You now have an accident investigation on your hands and there are several things you need to do and other things you must not do. Here’s a list that can help you respond appropriately to an accident or incident.

Do:

  • If there has been an injury, immediately summon an employee trained in first aid to assess the situation and call for emergency medical help.
  • Immediately notify your company’s safety and health department about the situation to ensure that workers’ compensation branch officials or federal, state or provincial safety authorities will be notified in accordance with reporting requirements.
  • Ensure that the incident scene is secured so that nothing is disturbed before health and safety investigators arrive.
  • Take a series of photographs to depict the conditions present at the time of the accident/incident, including where the worker was positioned at the time, what equipment was in use, whether appropriate guards were in place and the positions of machinery controls/switches.
  • Talk to any witnesses to the incident as soon as possible and record their observations. It can also be helpful to make a sketch outlining the conditions at the time.

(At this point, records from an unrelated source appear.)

use crate::{CategoryCount, RawSnapshot, UserRecord};
use std::collections::HashSet;

/// One roster row with the online flag already resolved against the
/// connected-users set.
#[derive(Debug, Clone, PartialEq)]
pub struct UserRow {
    pub record: UserRecord,
    pub online: bool,
}

/// Derived dashboard state for one poll cycle. Immutable once built.
///
/// `online_users <= total_users` is deliberately NOT enforced: the roster and
/// the connected-users feed are independent sources and may disagree; the
/// divergence stays visible instead of being silently reconciled.
#[derive(Debug, Clone, Default, PartialEq)]
pub struct ViewModel {
    pub total_users: usize,
    pub online_users: usize,
    pub top_category: Option<CategoryCount>,
    /// Full distribution behind `top_category`, in source order; the chart
    /// sink consumes it as labels/values.
    pub categories: Vec<CategoryCount>,
    pub rows: Vec<UserRow>,
    pub server_time: Option<i64>,
}

/// Pure derivation from one snapshot to the visible metrics. Deterministic,
/// side-effect free, never fails: every missing source degrades to its
/// empty/None default.
pub fn reconcile(snapshot: &RawSnapshot) -> ViewModel {
    let users = snapshot.users.as_deref().unwrap_or(&[]);
    let connected: HashSet<&str> = snapshot
        .connected
        .as_deref()
        .unwrap_or(&[])
        .iter()
        .map(|c| c.id.as_str())
        .collect();

    let rows = users
        .iter()
        .map(|record| UserRow {
            online: record.online == Some(true) || connected.contains(record.id.as_str()),
            record: record.clone(),
        })
        .collect();

    let categories = snapshot.categories.clone().unwrap_or_default();

    ViewModel {
        total_users: users.len(),
        online_users: snapshot.connected.as_ref().map_or(0, |c| c.len()),
        top_category: top_category(&categories),
        categories,
        rows,
        server_time: snapshot.server_time,
    }
}

/// Left-to-right scan with strictly-greater comparison, so ties keep the
/// first-encountered entry.
fn top_category(counts: &[CategoryCount]) -> Option<CategoryCount> {
    counts
        .iter()
        .fold(None::<&CategoryCount>, |best, cur| match best {
            Some(prev) if cur.count > prev.count => Some(cur),
            Some(prev) => Some(prev),
            None => Some(cur),
        })
        .cloned()
}

#[cfg(test)]
mod tests {
    use super::*;
    use crate::ConnectedUser;
    use std::collections::HashMap;

    fn user(id: &str, online: Option<bool>) -> UserRecord {
        UserRecord {
            id: id.to_string(),
            display_name: format!("user-{id}"),
            email: format!("{id}@example.net"),
            rating: 1000.0,
            category: "human".to_string(),
            group: None,
            online,
            extra: HashMap::new(),
        }
    }

    fn connected(id: &str) -> ConnectedUser {
        ConnectedUser {
            id: id.to_string(),
            extra: HashMap::new(),
        }
    }

    fn count(category: &str, count: u64) -> CategoryCount {
        CategoryCount {
            category: category.to_string(),
            count,
        }
    }

    #[test]
    fn missing_users_source_yields_zero_total_and_no_rows() {
        let snapshot = RawSnapshot {
            connected: Some(vec![connected("1"), connected("2")]),
            ..Default::default()
        };
        let view = reconcile(&snapshot);
        assert_eq!(view.total_users, 0);
        assert!(view.rows.is_empty());
        // Independent sources may disagree; the divergence stays visible.
        assert_eq!(view.online_users, 2);
    }

    #[test]
    fn connected_set_overrides_explicit_offline_flag() {
        let snapshot = RawSnapshot {
            users: Some(vec![user("1", Some(false))]),
            connected: Some(vec![connected("1")]),
            ..Default::default()
        };
        let view = reconcile(&snapshot);
        assert!(view.rows[0].online);
    }

    #[test]
    fn explicit_online_flag_holds_without_set_membership() {
        let snapshot = RawSnapshot {
            users: Some(vec![user("1", Some(true)), user("2", None)]),
            connected: Some(vec![]),
            ..Default::default()
        };
        let view = reconcile(&snapshot);
        assert!(view.rows[0].online);
        assert!(!view.rows[1].online);
    }

    #[test]
    fn top_category_keeps_first_entry_on_ties() {
        let forward = RawSnapshot {
            categories: Some(vec![count("A", 5), count("B", 5)]),
            ..Default::default()
        };
        assert_eq!(
            reconcile(&forward).top_category.unwrap().category,
            "A"
        );

        let reversed = RawSnapshot {
            categories: Some(vec![count("B", 5), count("A", 5)]),
            ..Default::default()
        };
        assert_eq!(
            reconcile(&reversed).top_category.unwrap().category,
            "B"
        );
    }

    #[test]
    fn empty_or_missing_categories_yield_none() {
        assert_eq!(reconcile(&RawSnapshot::default()).top_category, None);
        let empty = RawSnapshot {
            categories: Some(vec![]),
            ..Default::default()
        };
        assert_eq!(reconcile(&empty).top_category, None);
    }

    #[test]
    fn reconcile_is_idempotent() {
        let snapshot = RawSnapshot {
            users: Some(vec![user("1", Some(false)), user("2", None)]),
            connected: Some(vec![connected("1")]),
            server_time: Some(1_700_000_000_000),
            categories: Some(vec![count("X", 3), count("Y", 1)]),
        };
        assert_eq!(reconcile(&snapshot), reconcile(&snapshot));
    }

    #[test]
    fn end_to_end_snapshot_scenario() {
        let snapshot = RawSnapshot {
            users: Some(vec![user("1", Some(false))]),
            connected: Some(vec![connected("1")]),
            server_time: Some(1_700_000_000_000),
            categories: Some(vec![count("X", 3)]),
        };
        let view = reconcile(&snapshot);
        assert_eq!(view.total_users, 1);
        assert_eq!(view.online_users, 1);
        assert_eq!(view.top_category, Some(count("X", 3)));
        assert_eq!(view.rows.len(), 1);
        assert!(view.rows[0].online);
        assert_eq!(view.server_time, Some(1_700_000_000_000));
    }

    #[test]
    fn all_sources_failed_degrades_to_defaults() {
        let view = reconcile(&RawSnapshot::default());
        assert_eq!(view.total_users, 0);
        assert_eq!(view.online_users, 0);
        assert_eq!(view.top_category, None);
        assert!(view.rows.is_empty());
        assert_eq!(view.server_time, None);
    }
}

Examine the accident scene carefully to determine what caused the incident and what must be done to minimize the chances of another event in the future.
  • Determine whether there was an equipment failure or whether material being used was suitable and safe for the task.

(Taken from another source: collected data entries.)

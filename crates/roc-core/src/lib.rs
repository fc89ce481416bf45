use serde::{Deserialize, Deserializer, Serialize};
use serde_json::Value;
use std::collections::HashMap;

pub mod view;
pub mod wire;

pub use view::{reconcile, UserRow, ViewModel};

/// Operator credential, read once at session start and attached to every
/// outbound request plus the chat handshake. Immutable for the session.
#[derive(Debug, Clone, Serialize, Deserialize, PartialEq, Eq)]
pub struct Credential {
    #[serde(rename = "uid")]
    pub identity: String,
    pub token: String,
}

#[derive(Debug, Clone, Serialize, Deserialize, PartialEq)]
pub struct UserRecord {
    #[serde(rename = "uid", deserialize_with = "deserialize_id")]
    pub id: String,
    #[serde(rename = "username", default)]
    pub display_name: String,
    #[serde(default)]
    pub email: String,
    #[serde(rename = "elo", default)]
    pub rating: f64,
    #[serde(rename = "race", default)]
    pub category: String,
    #[serde(rename = "guild", default)]
    pub group: Option<String>,
    #[serde(default)]
    pub online: Option<bool>,
    #[serde(default, flatten)]
    pub extra: HashMap<String, Value>,
}

/// Entry in the connected-users feed. Only the id matters; the rest of the
/// payload is server-controlled and carried along untouched.
#[derive(Debug, Clone, Serialize, Deserialize, PartialEq)]
pub struct ConnectedUser {
    #[serde(rename = "uid", deserialize_with = "deserialize_id")]
    pub id: String,
    #[serde(default, flatten)]
    pub extra: HashMap<String, Value>,
}

#[derive(Debug, Clone, Serialize, Deserialize, PartialEq, Eq)]
pub struct CategoryCount {
    #[serde(rename = "race", alias = "category")]
    pub category: String,
    #[serde(default)]
    pub count: u64,
}

/// Result of one full fan-out poll cycle. `None` means that source's request
/// failed or timed out this cycle; a source is never partially decoded.
#[derive(Debug, Clone, Default, PartialEq)]
pub struct RawSnapshot {
    pub users: Option<Vec<UserRecord>>,
    pub connected: Option<Vec<ConnectedUser>>,
    pub server_time: Option<i64>,
    pub categories: Option<Vec<CategoryCount>>,
}

/// Lifecycle of one long-lived streaming connection.
#[derive(Debug, Clone, Copy, PartialEq, Eq)]
pub enum ChannelState {
    Connecting,
    Open,
    Closed,
    Failed,
}

impl ChannelState {
    pub fn as_str(self) -> &'static str {
        match self {
            ChannelState::Connecting => "connecting",
            ChannelState::Open => "open",
            ChannelState::Closed => "closed",
            ChannelState::Failed => "failed",
        }
    }

    /// Terminal states disable dependent input affordances.
    pub fn is_terminal(self) -> bool {
        matches!(self, ChannelState::Closed | ChannelState::Failed)
    }
}

fn deserialize_id<'de, D>(deserializer: D) -> Result<String, D::Error>
where
    D: Deserializer<'de>,
{
    let val: Value = Value::deserialize(deserializer)?;
    match val {
        Value::String(s) => Ok(s),
        Value::Number(n) => Ok(n.to_string()),
        _ => Err(serde::de::Error::custom("expected string or number for id")),
    }
}

#[cfg(test)]
mod tests {
    use super::*;

    #[test]
    fn user_record_accepts_numeric_and_string_ids() {
        let numeric: UserRecord = serde_json::from_value(serde_json::json!({
            "uid": 17,
            "username": "ada",
            "email": "ada@example.net",
            "elo": 1210.5,
            "race": "orc"
        }))
        .unwrap();
        assert_eq!(numeric.id, "17");
        assert_eq!(numeric.category, "orc");
        assert_eq!(numeric.online, None);

        let string: UserRecord = serde_json::from_value(serde_json::json!({
            "uid": "u-17",
            "username": "ada",
            "online": false,
            "guild": "northwind"
        }))
        .unwrap();
        assert_eq!(string.id, "u-17");
        assert_eq!(string.online, Some(false));
        assert_eq!(string.group.as_deref(), Some("northwind"));
    }

    #[test]
    fn category_count_accepts_both_field_spellings() {
        let wire: CategoryCount =
            serde_json::from_value(serde_json::json!({"race": "elf", "count": 4})).unwrap();
        assert_eq!(wire.category, "elf");

        let canonical: CategoryCount =
            serde_json::from_value(serde_json::json!({"category": "elf", "count": 4})).unwrap();
        assert_eq!(canonical, wire);
    }

    #[test]
    fn channel_state_terminality() {
        assert!(!ChannelState::Connecting.is_terminal());
        assert!(!ChannelState::Open.is_terminal());
        assert!(ChannelState::Closed.is_terminal());
        assert!(ChannelState::Failed.is_terminal());
    }
}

  • Look at environmental conditions at the time of the accident, including weather, lighting, housekeeping, noise and the presence of toxic or hazardous substances.
  • Look at the training the affected worker had received, his or her level of experience, that person’s health, the person’s state of mind at the time and other possible contributing factors such as fatigue.

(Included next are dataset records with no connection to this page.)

//! Wire shapes for the admin HTTP endpoints and the chat stream.
//!
//! Every type here is tolerant of server-controlled variation: ids arrive as
//! strings or numbers, the category feed arrives wrapped or bare, and chat
//! frames with unknown `type` tags decode to a catch-all instead of failing.

use crate::{CategoryCount, ConnectedUser, Credential, UserRecord};
use chrono::{TimeZone, Utc};
use serde::{Deserialize, Serialize};

#[derive(Debug, Clone, Deserialize)]
pub struct UsersBody {
    #[serde(default)]
    pub users: Vec<UserRecord>,
}

#[derive(Debug, Clone, Deserialize)]
pub struct ConnectedBody {
    #[serde(default)]
    pub users: Vec<ConnectedUser>,
}

#[derive(Debug, Clone, Deserialize)]
pub struct ServerTimeBody {
    pub server_time: i64,
}

#[derive(Debug, Clone, Deserialize)]
pub struct LogBody {
    #[serde(default)]
    pub lines: Vec<String>,
}

#[derive(Debug, Clone, Serialize)]
pub struct BroadcastBody {
    pub message: String,
}

/// The category endpoint ships either `{"data": [...]}` or a bare array
/// depending on deployment. Both collapse to one canonical sequence here,
/// before anything downstream sees the payload.
#[derive(Debug, Clone, Deserialize)]
#[serde(untagged)]
pub enum CategoryStatsBody {
    Wrapped {
        #[serde(default)]
        data: Vec<CategoryCount>,
    },
    Bare(Vec<CategoryCount>),
}

impl CategoryStatsBody {
    pub fn into_counts(self) -> Vec<CategoryCount> {
        match self {
            CategoryStatsBody::Wrapped { data } => data,
            CategoryStatsBody::Bare(counts) => counts,
        }
    }
}

/// One chat-stream frame, tagged on `type`. Only `message` frames reach the
/// sink; `init` and anything unrecognized are dropped by the channel.
#[derive(Debug, Clone, Serialize, Deserialize, PartialEq)]
#[serde(tag = "type", rename_all = "snake_case")]
pub enum ChatFrame {
    Init {
        uid: String,
        username: String,
    },
    Message {
        #[serde(default)]
        uid: String,
        #[serde(default)]
        username: String,
        #[serde(default)]
        message: String,
        #[serde(default)]
        timestamp: Option<i64>,
    },
    #[serde(other)]
    Other,
}

impl ChatFrame {
    pub fn init(credential: &Credential, display_name: &str) -> Self {
        ChatFrame::Init {
            uid: credential.identity.clone(),
            username: display_name.to_string(),
        }
    }

    pub fn message(credential: &Credential, display_name: &str, text: &str) -> Self {
        ChatFrame::Message {
            uid: credential.identity.clone(),
            username: display_name.to_string(),
            message: text.to_string(),
            timestamp: Some(Utc::now().timestamp_millis()),
        }
    }
}

/// Sink line for one chat message: `[HH:MM:SS] <sender>: body`. Frames
/// without a usable timestamp fall back to the arrival clock.
pub fn format_chat_line(username: &str, message: &str, timestamp: Option<i64>) -> String {
    let at = timestamp
        .and_then(|ms| Utc.timestamp_millis_opt(ms).single())
        .unwrap_or_else(Utc::now);
    format!("[{}] <{}>: {}", at.format("%H:%M:%S"), username, message)
}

  • Keep an open mind to explore all possible causes of the incident.
  • Write down your conclusions about how and why the incident occurred.
  • Develop a corrective action plan with specific recommendations and dates for implementing them.
  • Monitor the safety improvements and make additional changes as needed.

Don’t

  • Wait until the next day to talk to witnesses. Someone could easily forget a vital detail.
  • Make the assumption that ONE circumstance caused the event. There can be many causes, including worker fatigue, distraction, insufficient training or cutting corners by not carefully following safety procedures.
  • Jump to conclusions.
  • Ask leading questions of witnesses.
  • Intimidate witnesses.
  • Interrupt witnesses while they are answering a question.
  • Look for someone to blame for the incident. Your focus should be on determining what went wrong and taking appropriate preventive measures.